SAP says it is buying Sybase for $5.8 billion or roughly $65 a share. The deal highlights the growing importance of the mobile Internet & how smartphones are becoming the all important remote terminals of today’s modern enterprise, in the process supplanting the PCs.

SAP, the big German enterprise software company based in Walldorf, Germany, says it’s buying Dublin, Calif.-based database and enterprise software provider Sybase for $5.8 billion, or roughly $65 a share, a 44 percent premium over Sybase’s average three-month share price. According to terms of the deal, Sybase is going to operate as a standalone company. SAP is funding the deal with cash on hand and a 2.74 billion-euro ($3.44 billion) loan.

The deal, which is surely going to get Oracle CEO and Founder Larry Ellison cracking a few jokes, highlights the growing importance of the mobile Internet and modern enterprise, in the process supplanting the PC.

And despite its hefty price tag, it’s been met with the approval of many experts and enterprise analysts. For instance, Forrester Research’s Paul Hammerman believes that “With Sybase Unwired, the mobile apps can be written once and deployed on multiple mobile platforms” and “gives SAP the opportunity to develop new types of business applications for mobile devices.”

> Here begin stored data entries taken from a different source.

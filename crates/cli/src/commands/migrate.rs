//! Database migration command.
//!
//! # Usage
//!
//! ```bash
//! basha-cli migrate
//! ```
//!
//! # Environment Variables
//!
//! - `ADMIN_DATABASE_URL` - `PostgreSQL` connection string (falls back to
//!   `DATABASE_URL`)

use secrecy::SecretString;
use thiserror::Error;

use basha_admin::db;

/// Errors that can occur during migration.
#[derive(Debug, Error)]
pub enum MigrationError {
    /// Required environment variable is missing.
    #[error("Missing environment variable: {0}")]
    MissingEnvVar(&'static str),

    /// Database connection error.
    #[error("Database error: {0}")]
    Database(#[from] sqlx::Error),

    /// Migration execution error.
    #[error("Migration error: {0}")]
    Migrate(#[from] sqlx::migrate::MigrateError),
}

/// Run the database migrations.
///
/// Both binaries share one database; the migration set lives in the admin
/// crate.
///
/// # Errors
///
/// Returns `MigrationError` if the connection or a migration fails.
pub async fn run() -> Result<(), MigrationError> {
    dotenvy::dotenv().ok();

    let database_url = database_url()?;

    tracing::info!("Connecting to database...");
    let pool = db::create_pool(&database_url).await?;

    tracing::info!("Running migrations...");
    sqlx::migrate!("../admin/migrations").run(&pool).await?;

    tracing::info!("Migrations complete!");
    Ok(())
}

fn database_url() -> Result<SecretString, MigrationError> {
    std::env::var("ADMIN_DATABASE_URL")
        .or_else(|_| std::env::var("DATABASE_URL"))
        .map(SecretString::from)
        .map_err(|_| MigrationError::MissingEnvVar("ADMIN_DATABASE_URL"))
}
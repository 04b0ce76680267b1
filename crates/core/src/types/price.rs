//! Catalog price in Indian rupees.

use core::fmt;

use rust_decimal::Decimal;
use serde::{Deserialize, Serialize};

/// Errors that can occur when constructing a [`Price`].
#[derive(thiserror::Error, Debug, Clone, PartialEq, Eq)]
pub enum PriceError {
    /// The amount is below zero.
    #[error("price must be a non-negative number (got {0})")]
    Negative(Decimal),
}

/// A non-negative product price in INR.
///
/// Whole-rupee amounts render without a fractional part, matching the
/// catalog display (`₹999`); anything else renders with two decimals
/// (`₹999.50`).
///
/// ```
/// use basha_core::Price;
/// use rust_decimal::Decimal;
///
/// let price = Price::new(Decimal::new(999, 0)).expect("non-negative");
/// assert_eq!(price.to_string(), "₹999");
/// ```
#[derive(Debug, Clone, Copy, PartialEq, Eq, Serialize, Deserialize)]
#[serde(try_from = "Decimal")]
pub struct Price(Decimal);

impl Price {
    /// Create a price from a decimal amount.
    ///
    /// # Errors
    ///
    /// Returns [`PriceError::Negative`] if the amount is below zero.
    pub fn new(amount: Decimal) -> Result<Self, PriceError> {
        if amount.is_sign_negative() && !amount.is_zero() {
            return Err(PriceError::Negative(amount));
        }
        Ok(Self(amount))
    }

    /// The underlying decimal amount.
    #[must_use]
    pub const fn amount(&self) -> Decimal {
        self.0
    }
}

impl TryFrom<Decimal> for Price {
    type Error = PriceError;

    fn try_from(amount: Decimal) -> Result<Self, Self::Error> {
        Self::new(amount)
    }
}

impl fmt::Display for Price {
    fn fmt(&self, f: &mut fmt::Formatter<'_>) -> fmt::Result {
        let amount = self.0.normalize();
        if amount.is_integer() {
            write!(f, "\u{20b9}{amount:.0}")
        } else {
            write!(f, "\u{20b9}{amount:.2}")
        }
    }
}

#[cfg(feature = "postgres")]
impl sqlx::Type<sqlx::Postgres> for Price {
    fn type_info() -> sqlx::postgres::PgTypeInfo {
        <Decimal as sqlx::Type<sqlx::Postgres>>::type_info()
    }

    fn compatible(ty: &sqlx::postgres::PgTypeInfo) -> bool {
        <Decimal as sqlx::Type<sqlx::Postgres>>::compatible(ty)
    }
}

#[cfg(feature = "postgres")]
impl<'r> sqlx::Decode<'r, sqlx::Postgres> for Price {
    fn decode(
        value: sqlx::postgres::PgValueRef<'r>,
    ) -> Result<Self, sqlx::error::BoxDynError> {
        let amount = <Decimal as sqlx::Decode<sqlx::Postgres>>::decode(value)?;
        Ok(Self::new(amount)?)
    }
}

#[cfg(feature = "postgres")]
impl sqlx::Encode<'_, sqlx::Postgres> for Price {
    fn encode_by_ref(
        &self,
        buf: &mut sqlx::postgres::PgArgumentBuffer,
    ) -> Result<sqlx::encode::IsNull, sqlx::error::BoxDynError> {
        <Decimal as sqlx::Encode<sqlx::Postgres>>::encode_by_ref(&self.0, buf)
    }
}

#[cfg(test)]
mod tests {
    use super::*;

    fn dec(s: &str) -> Decimal {
        s.parse().expect("valid decimal literal")
    }

    #[test]
    fn test_rejects_negative() {
        assert_eq!(
            Price::new(dec("-1")),
            Err(PriceError::Negative(dec("-1")))
        );
    }

    #[test]
    fn test_zero_is_allowed() {
        let price = Price::new(Decimal::ZERO).expect("zero is a valid price");
        assert_eq!(price.to_string(), "\u{20b9}0");
    }

    #[test]
    fn test_whole_rupees_render_without_decimals() {
        let price = Price::new(dec("999")).expect("non-negative");
        assert_eq!(price.to_string(), "\u{20b9}999");
    }

    #[test]
    fn test_trailing_zeros_are_normalized() {
        let price = Price::new(dec("999.00")).expect("non-negative");
        assert_eq!(price.to_string(), "\u{20b9}999");
    }

    #[test]
    fn test_fractional_rupees_render_two_decimals() {
        let price = Price::new(dec("999.5")).expect("non-negative");
        assert_eq!(price.to_string(), "\u{20b9}999.50");
    }

    #[test]
    fn test_serde_rejects_negative() {
        let result: Result<Price, _> = serde_json::from_str("\"-5\"");
        assert!(result.is_err());
    }
}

Yankee Group analyst Sheryl Kingstone points out “the fusion of cloud computing, application mobility and social media to transform the enterprise mobility space. This deal now gives SAP 2 out 3 in a single purchase.”

Sybase, despite its legacy, has actually been trying to re-invent itself and is less of a traditional database company. It has embraced the cloud (many of its products work with Amazon EC2), has developed in-memory databases and more importantly has been focused on mobilizing the enterprises, which also led to a close partnership with SAP.

“More importantly, they also gain access to the financial services and public sector markets.  On the geographic front, Sybase has strong presence in the China market, an area where SAP sees future growth,” writes R “Ray” Wang on his blog, Software Insider. He points out that at present SAP resells about a billion dollars worth of Oracle databases –- a bad idea considering SAP and Oracle are in direct competition (that is often laced with tart comments by Oracle CEO Larry Ellison.)

About 73 percent of Sybase’s software license revenues comes from the traditional database business, new database business (IQ), business analytics products (RAP) and complex event processing-related products.  In comparison, mobile related products such as SUP, SQL Anywhere and Afaria account for about 27 percent of software licenses. According to some of my sources that know the company well are of the opinion that instead of mobile, the real reason Sybase is growing is because of its analytics-focused products and mobile messaging business.

That said, some believe that Sybase is only a Band-aid for what ails SAP. Over at Forbes, Quentin Hardy brings up an important point when he says that despite this deal, SAP and its troubles are far from over. The company, he says, isn’t big enough and more importantly doesn’t have the ability to be one-stop shop like its rivals IBM, HP and Oracle. However, the rudderless German company does get the go-getting Sybase CEO John Chen, who is widely regarded for his skills in turning around Sybase. He could perhaps be the ultimate winning chip of this deal.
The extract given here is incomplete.